### [TASK STATEMENT]
Exactly reproduce the line containing "- unspecified failure" together with every line after it, through the end of the entries, and give nothing more.

[Data records]
▼

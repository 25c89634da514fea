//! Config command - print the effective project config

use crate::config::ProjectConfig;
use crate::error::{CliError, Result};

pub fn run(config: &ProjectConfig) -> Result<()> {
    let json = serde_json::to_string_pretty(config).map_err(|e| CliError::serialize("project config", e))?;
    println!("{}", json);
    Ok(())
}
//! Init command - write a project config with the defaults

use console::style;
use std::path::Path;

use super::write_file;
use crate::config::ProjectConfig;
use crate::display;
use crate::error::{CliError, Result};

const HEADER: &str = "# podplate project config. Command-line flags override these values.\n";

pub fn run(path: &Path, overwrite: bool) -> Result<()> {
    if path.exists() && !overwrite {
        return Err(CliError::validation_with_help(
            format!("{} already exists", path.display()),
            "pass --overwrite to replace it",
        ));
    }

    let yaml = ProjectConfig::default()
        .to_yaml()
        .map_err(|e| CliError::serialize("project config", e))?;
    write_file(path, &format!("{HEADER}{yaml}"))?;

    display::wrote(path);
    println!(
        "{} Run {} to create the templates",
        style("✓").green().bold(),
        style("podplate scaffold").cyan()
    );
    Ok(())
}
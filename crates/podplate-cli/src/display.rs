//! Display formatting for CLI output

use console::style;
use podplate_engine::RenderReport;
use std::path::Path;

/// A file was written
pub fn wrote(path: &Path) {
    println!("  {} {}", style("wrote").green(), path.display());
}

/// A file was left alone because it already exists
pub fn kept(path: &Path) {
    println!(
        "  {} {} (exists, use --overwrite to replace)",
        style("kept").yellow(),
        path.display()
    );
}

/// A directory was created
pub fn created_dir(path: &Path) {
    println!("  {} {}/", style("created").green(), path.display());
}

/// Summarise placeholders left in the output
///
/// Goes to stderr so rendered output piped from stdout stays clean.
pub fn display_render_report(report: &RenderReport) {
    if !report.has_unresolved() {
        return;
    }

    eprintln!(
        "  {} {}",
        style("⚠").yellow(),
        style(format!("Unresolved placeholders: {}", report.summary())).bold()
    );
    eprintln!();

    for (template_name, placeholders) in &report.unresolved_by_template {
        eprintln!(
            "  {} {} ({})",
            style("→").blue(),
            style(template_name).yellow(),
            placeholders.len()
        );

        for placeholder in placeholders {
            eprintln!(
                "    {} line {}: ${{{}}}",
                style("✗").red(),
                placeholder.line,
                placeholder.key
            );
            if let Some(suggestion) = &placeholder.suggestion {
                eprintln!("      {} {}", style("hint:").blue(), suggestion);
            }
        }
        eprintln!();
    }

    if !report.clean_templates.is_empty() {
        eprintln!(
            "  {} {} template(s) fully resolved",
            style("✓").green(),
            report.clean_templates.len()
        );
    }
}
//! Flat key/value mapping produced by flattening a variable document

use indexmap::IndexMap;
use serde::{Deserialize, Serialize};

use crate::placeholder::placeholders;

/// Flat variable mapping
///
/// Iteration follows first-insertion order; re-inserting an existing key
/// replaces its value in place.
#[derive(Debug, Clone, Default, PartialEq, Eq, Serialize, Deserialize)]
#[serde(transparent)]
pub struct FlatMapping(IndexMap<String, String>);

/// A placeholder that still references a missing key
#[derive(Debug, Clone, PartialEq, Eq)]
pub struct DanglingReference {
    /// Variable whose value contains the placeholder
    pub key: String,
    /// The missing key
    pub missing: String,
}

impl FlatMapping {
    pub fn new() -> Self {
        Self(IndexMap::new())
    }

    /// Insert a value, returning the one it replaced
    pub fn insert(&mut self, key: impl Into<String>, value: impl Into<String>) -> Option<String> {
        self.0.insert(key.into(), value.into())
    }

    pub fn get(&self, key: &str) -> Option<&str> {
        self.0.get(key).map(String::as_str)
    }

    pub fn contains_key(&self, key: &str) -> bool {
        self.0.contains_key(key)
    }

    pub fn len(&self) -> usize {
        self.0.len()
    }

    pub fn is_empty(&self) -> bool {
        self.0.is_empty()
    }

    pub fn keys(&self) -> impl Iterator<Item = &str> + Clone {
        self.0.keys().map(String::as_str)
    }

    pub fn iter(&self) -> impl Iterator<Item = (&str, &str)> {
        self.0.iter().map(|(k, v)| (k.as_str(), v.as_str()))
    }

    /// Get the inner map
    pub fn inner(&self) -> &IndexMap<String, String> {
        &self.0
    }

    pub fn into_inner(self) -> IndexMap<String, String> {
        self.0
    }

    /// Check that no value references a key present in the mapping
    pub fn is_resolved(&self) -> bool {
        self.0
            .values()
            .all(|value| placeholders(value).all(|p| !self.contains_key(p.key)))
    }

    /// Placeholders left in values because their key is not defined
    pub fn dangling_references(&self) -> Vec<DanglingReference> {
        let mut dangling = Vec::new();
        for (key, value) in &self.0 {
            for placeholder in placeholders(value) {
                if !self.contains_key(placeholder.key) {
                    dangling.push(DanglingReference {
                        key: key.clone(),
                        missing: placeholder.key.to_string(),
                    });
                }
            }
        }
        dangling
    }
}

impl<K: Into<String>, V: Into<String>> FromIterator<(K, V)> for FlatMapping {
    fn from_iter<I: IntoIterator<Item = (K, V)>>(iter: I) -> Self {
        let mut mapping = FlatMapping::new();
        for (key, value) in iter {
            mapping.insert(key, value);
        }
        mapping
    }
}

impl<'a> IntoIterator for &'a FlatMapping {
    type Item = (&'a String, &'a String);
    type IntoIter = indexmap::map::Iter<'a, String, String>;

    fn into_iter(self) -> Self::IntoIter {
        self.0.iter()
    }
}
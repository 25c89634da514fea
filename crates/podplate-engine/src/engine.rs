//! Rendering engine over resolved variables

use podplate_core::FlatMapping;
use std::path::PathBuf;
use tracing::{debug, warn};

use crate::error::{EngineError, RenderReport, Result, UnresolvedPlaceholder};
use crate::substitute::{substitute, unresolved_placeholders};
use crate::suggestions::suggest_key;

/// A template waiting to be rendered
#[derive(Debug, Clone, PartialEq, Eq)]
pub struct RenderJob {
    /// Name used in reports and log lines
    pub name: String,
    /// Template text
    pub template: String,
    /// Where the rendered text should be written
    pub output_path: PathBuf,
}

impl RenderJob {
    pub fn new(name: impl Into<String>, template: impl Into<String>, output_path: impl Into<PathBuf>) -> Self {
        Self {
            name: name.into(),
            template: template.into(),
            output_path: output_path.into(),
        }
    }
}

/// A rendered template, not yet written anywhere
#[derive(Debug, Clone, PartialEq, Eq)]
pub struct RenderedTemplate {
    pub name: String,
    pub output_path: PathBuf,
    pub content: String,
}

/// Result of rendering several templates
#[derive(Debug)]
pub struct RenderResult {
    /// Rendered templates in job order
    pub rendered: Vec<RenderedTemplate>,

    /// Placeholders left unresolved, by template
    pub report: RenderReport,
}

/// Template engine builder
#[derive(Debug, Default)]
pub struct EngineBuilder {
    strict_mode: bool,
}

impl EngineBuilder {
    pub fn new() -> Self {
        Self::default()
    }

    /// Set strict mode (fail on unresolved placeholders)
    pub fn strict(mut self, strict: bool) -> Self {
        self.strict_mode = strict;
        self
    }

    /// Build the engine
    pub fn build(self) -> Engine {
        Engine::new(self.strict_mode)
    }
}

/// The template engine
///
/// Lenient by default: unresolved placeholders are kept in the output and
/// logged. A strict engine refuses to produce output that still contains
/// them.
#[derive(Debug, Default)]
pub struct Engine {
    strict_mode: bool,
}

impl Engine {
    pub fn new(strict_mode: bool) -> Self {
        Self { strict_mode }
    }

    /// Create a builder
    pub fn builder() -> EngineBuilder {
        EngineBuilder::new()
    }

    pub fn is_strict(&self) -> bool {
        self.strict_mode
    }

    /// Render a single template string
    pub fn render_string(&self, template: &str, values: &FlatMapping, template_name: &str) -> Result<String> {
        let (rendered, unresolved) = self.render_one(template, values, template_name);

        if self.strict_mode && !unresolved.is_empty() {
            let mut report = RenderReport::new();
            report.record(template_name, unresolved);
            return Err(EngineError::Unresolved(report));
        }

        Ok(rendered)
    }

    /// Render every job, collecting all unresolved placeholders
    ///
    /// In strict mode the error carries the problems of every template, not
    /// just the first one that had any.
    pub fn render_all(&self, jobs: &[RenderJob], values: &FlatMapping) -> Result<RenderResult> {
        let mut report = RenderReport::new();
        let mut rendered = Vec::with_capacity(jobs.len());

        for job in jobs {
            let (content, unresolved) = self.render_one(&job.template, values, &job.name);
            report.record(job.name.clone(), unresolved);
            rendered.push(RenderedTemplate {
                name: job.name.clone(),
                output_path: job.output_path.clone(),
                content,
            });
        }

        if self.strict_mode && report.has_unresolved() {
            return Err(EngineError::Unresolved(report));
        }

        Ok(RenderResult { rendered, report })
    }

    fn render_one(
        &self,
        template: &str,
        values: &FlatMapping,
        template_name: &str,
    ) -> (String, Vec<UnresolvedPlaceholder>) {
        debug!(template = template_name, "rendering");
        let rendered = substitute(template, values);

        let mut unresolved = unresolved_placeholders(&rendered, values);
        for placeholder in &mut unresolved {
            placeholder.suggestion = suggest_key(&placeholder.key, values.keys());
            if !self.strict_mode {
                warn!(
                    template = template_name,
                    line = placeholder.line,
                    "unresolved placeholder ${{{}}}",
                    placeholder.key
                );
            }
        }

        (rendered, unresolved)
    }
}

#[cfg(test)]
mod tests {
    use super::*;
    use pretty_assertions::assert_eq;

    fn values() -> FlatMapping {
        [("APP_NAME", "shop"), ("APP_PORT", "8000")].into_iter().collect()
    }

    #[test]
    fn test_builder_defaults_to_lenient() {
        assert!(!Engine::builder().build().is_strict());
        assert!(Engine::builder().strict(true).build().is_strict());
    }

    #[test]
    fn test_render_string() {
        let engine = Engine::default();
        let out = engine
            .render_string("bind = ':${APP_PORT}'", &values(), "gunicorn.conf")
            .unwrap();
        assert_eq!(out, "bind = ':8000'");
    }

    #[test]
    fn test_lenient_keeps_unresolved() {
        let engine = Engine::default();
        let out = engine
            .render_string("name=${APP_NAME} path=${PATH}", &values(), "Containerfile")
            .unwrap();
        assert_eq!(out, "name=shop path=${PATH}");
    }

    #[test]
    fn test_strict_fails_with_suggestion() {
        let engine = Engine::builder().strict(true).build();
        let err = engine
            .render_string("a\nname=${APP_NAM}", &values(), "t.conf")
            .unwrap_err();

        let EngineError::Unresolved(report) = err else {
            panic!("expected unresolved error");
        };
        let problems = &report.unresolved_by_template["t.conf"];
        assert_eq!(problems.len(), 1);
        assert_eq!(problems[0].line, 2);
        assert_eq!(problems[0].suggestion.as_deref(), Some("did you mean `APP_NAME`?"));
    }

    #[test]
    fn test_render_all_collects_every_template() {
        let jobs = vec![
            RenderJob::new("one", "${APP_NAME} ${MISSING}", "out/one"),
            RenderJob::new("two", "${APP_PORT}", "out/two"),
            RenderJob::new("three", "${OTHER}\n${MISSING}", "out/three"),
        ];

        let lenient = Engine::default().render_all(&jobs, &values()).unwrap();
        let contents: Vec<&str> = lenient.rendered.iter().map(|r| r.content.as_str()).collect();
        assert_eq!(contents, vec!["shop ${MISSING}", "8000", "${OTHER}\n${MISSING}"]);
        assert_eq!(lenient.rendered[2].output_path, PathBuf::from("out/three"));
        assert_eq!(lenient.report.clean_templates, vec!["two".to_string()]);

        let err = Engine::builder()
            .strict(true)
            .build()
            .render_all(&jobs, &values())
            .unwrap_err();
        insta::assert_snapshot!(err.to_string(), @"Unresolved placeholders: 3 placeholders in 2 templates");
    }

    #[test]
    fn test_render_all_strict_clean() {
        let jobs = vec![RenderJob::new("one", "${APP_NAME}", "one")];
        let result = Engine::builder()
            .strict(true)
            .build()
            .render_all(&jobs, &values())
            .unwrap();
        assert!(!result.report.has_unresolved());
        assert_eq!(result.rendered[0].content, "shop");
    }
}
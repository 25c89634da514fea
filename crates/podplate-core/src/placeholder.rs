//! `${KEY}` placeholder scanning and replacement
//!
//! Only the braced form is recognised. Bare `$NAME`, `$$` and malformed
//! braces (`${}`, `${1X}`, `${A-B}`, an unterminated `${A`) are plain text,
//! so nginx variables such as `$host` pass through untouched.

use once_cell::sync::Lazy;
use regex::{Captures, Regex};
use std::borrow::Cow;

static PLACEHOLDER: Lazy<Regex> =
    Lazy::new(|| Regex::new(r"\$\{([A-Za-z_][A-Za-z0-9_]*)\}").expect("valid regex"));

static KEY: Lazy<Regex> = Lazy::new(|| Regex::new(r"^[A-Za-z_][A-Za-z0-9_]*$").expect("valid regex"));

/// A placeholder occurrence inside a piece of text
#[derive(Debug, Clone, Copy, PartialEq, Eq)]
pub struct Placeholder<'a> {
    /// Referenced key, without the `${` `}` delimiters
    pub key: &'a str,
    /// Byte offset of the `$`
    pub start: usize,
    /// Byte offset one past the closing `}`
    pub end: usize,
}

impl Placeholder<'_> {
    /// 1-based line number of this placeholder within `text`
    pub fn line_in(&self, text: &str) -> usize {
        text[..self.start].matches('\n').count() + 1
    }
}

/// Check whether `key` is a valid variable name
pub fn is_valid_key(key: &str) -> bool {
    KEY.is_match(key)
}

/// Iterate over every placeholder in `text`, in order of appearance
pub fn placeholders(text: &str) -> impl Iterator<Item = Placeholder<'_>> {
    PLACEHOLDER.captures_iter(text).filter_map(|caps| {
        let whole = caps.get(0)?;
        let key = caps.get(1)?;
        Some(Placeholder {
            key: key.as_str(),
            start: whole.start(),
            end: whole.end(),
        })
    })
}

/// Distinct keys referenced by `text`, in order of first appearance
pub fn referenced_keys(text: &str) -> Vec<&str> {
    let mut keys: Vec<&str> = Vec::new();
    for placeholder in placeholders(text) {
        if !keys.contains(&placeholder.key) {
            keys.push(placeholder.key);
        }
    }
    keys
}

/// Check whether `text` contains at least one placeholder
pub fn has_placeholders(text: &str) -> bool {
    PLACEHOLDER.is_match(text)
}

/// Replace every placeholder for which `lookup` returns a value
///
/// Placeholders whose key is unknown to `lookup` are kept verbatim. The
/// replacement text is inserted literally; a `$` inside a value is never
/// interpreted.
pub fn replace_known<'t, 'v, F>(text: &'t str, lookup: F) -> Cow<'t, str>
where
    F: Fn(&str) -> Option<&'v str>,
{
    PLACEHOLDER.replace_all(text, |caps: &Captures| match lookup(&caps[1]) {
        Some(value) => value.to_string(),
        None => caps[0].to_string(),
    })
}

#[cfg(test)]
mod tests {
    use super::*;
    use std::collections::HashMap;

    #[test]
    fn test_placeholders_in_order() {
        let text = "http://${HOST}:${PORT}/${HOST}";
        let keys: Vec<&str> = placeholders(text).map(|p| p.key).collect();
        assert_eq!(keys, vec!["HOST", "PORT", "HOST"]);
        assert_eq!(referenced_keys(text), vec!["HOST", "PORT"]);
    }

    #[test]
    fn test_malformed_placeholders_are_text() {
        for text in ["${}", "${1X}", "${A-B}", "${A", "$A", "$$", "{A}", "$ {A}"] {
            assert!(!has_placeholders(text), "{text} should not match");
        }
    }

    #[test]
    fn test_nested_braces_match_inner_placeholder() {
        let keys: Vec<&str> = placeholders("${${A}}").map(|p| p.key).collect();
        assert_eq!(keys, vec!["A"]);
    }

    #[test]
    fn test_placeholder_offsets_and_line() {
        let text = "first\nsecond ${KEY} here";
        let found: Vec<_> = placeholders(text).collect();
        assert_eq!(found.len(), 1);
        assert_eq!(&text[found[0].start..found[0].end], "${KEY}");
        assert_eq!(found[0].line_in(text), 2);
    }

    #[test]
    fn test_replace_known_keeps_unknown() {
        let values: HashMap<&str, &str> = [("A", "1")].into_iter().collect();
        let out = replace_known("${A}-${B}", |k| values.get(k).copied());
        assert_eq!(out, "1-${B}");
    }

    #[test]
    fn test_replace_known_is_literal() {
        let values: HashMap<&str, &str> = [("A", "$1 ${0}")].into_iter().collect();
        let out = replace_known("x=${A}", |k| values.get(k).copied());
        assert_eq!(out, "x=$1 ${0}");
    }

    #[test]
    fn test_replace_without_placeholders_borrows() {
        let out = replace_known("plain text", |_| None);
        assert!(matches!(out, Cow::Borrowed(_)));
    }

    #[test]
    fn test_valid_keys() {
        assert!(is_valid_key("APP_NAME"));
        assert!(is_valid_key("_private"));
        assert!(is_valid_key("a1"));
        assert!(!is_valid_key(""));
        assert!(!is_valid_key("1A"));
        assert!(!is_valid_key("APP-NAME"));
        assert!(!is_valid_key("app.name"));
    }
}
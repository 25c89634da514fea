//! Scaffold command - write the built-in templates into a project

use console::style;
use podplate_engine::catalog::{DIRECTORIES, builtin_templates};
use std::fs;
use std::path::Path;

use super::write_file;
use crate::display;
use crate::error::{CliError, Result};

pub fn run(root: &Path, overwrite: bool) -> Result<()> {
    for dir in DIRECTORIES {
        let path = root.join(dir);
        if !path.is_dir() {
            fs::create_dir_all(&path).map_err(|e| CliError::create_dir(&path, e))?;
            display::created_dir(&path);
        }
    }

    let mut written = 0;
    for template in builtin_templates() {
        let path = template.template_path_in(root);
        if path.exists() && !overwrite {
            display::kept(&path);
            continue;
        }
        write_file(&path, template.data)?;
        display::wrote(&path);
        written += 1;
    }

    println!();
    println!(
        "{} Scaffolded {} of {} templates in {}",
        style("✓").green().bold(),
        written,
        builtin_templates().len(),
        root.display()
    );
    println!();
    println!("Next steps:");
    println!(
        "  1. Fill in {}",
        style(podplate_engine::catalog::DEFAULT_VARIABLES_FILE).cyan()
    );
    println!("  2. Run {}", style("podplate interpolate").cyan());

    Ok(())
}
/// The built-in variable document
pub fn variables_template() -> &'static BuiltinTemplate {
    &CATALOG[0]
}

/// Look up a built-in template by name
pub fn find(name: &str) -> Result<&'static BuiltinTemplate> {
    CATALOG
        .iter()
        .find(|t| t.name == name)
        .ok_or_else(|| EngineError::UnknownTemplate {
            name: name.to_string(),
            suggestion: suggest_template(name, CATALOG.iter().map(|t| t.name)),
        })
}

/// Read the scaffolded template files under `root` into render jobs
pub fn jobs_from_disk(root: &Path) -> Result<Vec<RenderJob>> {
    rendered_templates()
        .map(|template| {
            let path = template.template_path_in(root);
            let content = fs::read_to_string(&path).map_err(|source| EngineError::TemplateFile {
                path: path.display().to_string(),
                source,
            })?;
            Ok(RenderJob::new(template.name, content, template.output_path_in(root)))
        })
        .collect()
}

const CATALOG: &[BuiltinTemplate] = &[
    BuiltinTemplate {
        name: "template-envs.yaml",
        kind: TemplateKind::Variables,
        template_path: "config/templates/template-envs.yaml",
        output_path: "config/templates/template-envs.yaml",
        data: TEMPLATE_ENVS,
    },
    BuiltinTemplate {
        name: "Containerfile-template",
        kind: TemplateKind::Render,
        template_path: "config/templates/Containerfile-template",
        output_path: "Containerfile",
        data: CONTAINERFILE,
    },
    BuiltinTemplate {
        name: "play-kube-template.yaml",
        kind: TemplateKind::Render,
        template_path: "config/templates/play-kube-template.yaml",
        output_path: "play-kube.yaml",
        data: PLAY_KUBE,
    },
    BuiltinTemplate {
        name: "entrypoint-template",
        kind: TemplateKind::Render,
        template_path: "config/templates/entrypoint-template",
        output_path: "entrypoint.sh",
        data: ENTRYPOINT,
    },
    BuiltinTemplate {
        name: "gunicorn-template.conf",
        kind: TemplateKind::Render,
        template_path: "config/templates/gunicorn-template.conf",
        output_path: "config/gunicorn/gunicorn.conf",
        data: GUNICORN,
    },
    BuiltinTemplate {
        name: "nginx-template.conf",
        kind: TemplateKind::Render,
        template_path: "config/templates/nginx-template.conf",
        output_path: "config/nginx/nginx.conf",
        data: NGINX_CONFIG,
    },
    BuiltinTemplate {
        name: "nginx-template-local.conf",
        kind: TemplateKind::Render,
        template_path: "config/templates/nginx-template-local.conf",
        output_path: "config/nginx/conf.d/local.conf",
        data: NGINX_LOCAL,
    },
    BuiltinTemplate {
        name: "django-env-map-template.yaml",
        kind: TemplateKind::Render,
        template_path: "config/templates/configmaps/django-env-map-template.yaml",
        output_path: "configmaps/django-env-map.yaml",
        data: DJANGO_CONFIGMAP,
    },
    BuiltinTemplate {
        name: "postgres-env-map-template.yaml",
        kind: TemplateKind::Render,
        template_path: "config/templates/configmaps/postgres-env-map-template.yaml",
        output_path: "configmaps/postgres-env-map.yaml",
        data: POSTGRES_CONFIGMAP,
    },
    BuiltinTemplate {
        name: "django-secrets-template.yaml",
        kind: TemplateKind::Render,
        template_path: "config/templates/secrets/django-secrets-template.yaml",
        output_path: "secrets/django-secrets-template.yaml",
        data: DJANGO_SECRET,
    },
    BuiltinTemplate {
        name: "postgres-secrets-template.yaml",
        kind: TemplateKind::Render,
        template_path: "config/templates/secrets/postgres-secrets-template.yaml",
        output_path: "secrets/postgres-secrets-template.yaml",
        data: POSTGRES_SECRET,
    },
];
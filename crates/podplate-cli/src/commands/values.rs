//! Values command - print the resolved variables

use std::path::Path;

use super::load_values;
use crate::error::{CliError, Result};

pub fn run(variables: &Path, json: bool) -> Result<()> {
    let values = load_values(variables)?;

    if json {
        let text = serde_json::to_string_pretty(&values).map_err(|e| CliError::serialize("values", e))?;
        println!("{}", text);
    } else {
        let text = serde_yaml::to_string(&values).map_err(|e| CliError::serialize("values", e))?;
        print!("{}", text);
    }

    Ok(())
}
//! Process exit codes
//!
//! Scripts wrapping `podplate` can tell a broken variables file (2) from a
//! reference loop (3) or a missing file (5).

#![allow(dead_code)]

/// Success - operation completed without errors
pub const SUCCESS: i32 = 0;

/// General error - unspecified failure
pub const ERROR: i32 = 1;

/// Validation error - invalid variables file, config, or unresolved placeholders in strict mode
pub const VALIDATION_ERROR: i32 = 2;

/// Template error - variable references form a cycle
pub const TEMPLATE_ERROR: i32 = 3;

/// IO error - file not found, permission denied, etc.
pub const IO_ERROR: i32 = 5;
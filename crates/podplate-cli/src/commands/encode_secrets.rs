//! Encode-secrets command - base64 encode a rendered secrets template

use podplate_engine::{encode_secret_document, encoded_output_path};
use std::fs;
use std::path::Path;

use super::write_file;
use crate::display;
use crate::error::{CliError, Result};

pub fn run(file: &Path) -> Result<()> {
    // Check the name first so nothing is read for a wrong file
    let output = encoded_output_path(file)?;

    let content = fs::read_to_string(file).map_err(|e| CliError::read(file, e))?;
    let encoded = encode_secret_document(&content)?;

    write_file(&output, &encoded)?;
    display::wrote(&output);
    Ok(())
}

▲

### [RESPONSE TO THE TASK]
/// General error - unspecified failure
pub const ERROR: i32 = 1;

/// Validation error - invalid variables file, config, or unresolved placeholders in strict mode
pub const VALIDATION_ERROR: i32 = 2;

/// Template error - variable references form a cycle
pub const TEMPLATE_ERROR: i32 = 3;

/// IO error - file not found, permission denied, etc.
pub const IO_ERROR: i32 = 5;
filename crates/podplate-cli/src/commands/encode_secrets.rs
//! Encode-secrets command - base64 encode a rendered secrets template

use podplate_engine::{encode_secret_document, encoded_output_path};
use std::fs;
use std::path::Path;

use super::write_file;
use crate::display;
use crate::error::{CliError, Result};

pub fn run(file: &Path) -> Result<()> {
    // Check the name first so nothing is read for a wrong file
    let output = encoded_output_path(file)?;

    let content = fs::read_to_string(file).map_err(|e| CliError::read(file, e))?;
    let encoded = encode_secret_document(&content)?;

    write_file(&output, &encoded)?;
    display::wrote(&output);
    Ok(())
}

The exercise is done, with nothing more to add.